Поскольку эта история – их разрыв – происходила у меня на глазах, почти что, отчасти – у нас дома, я хочу сказать – Шура был просто прекрасен, он был настоящий мужчина, и я поражаюсь, что такие острые чувства – и так пылко, и достойно – можно переживать в его лета, за пятьдесят. Он был, конечно, необыкновенным.
Однако Шура вовсе не был неким спутанным и расслабленным опереточным романтиком. Напротив,  - он был человеком очень традиционных ценностей и очень прочных правил – и они были и ясны ему, и важны для него. Он совершенно определенно отделял существо жизни, - хлеб, камень, воздух и огонь жизни, - т.е.то, из чего она состоит на самом деле - от миражей и приключений, даже самых захватывающих и увлекательных, а дом – от путешествий. Полагаю, не я одна слышала от него слова, которые он часто повторял, - в последние годы   в особенности часто: «В жизни мужчины есть только две женщины,- та, которая родила ему сына, и та, которая положит его в гроб.»
 Но, конечно, очень непроста и «Матильда» - я говорю это не только потому, что сама глубоко ей обязана и признательна (пользуюсь случаем это сказать; она была чудесной и доброй няней моему сыну(куда её привёл, кстати, и устроил на эту работу – Шура), но я говорю это потому, что ею вдохновлены и ей посвящены многие его прекрасные стихи, и именно она на определенный период сумела оказаться «Матильдой» в его творчестве, совпасть с его рифмами и образным строем .
(Я думаю, что знаю, о чем говорю, - и, мне кажется, я понимаю,- что это  значило.

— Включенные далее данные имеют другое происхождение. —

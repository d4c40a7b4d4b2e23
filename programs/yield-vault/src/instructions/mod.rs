pub mod admin;
pub mod deposit;
pub mod initialize;
pub mod mint_shares;
pub mod redeem;
pub mod strategy;
pub mod view;
pub mod withdraw;

pub use admin::*;
pub use deposit::*;
pub use initialize::*;
pub use mint_shares::*;
pub use redeem::*;
pub use strategy::*;
pub use view::*;
pub use withdraw::*;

 Хотя меня саму Шура дразнил и называл иначе - «Ребекка», - из-за того, что в детстве я была плакса и рёва , и из-за библейского персонажа, под покрывалом, из истории, которую мы  с ним однажды читали и играли в нее, – тем не менее, и жену Генриха Гейне из скандальной статьи Нордау, и маленькую подружку диверсанта из фильма «Леон –киллер» зовут именно так – Матильда)
 
Ну, что же. Вот прошел год или полтора.
Шура умер. Отец мой на похоронах не был, хотя хоронили Шуру  именно в ясный солнечный день.
Как говорят очевидцы, на похоронах неожиданно собралось очень много людей, и поминали его, по всему городу, не в одном, а во многих местах независимо друг от друга, самые разные люди, ,даже и незнакомые друг с другом. За год появилось множество разнообразных публикаций о Шуре, в печати и интернете, полемики и воспоминаний. ЮНЕСКО открыло специальный ,посвященный ему сайт, в рамках программы сохранения творческих наследий. В Москве вышла и мгновенно исчезла с прилавков книжка его стихов. Сейчас в Крыму выходит вторая.
Памятник поэту Александру Вишневому в Симферополе на Архивном пока не установлен.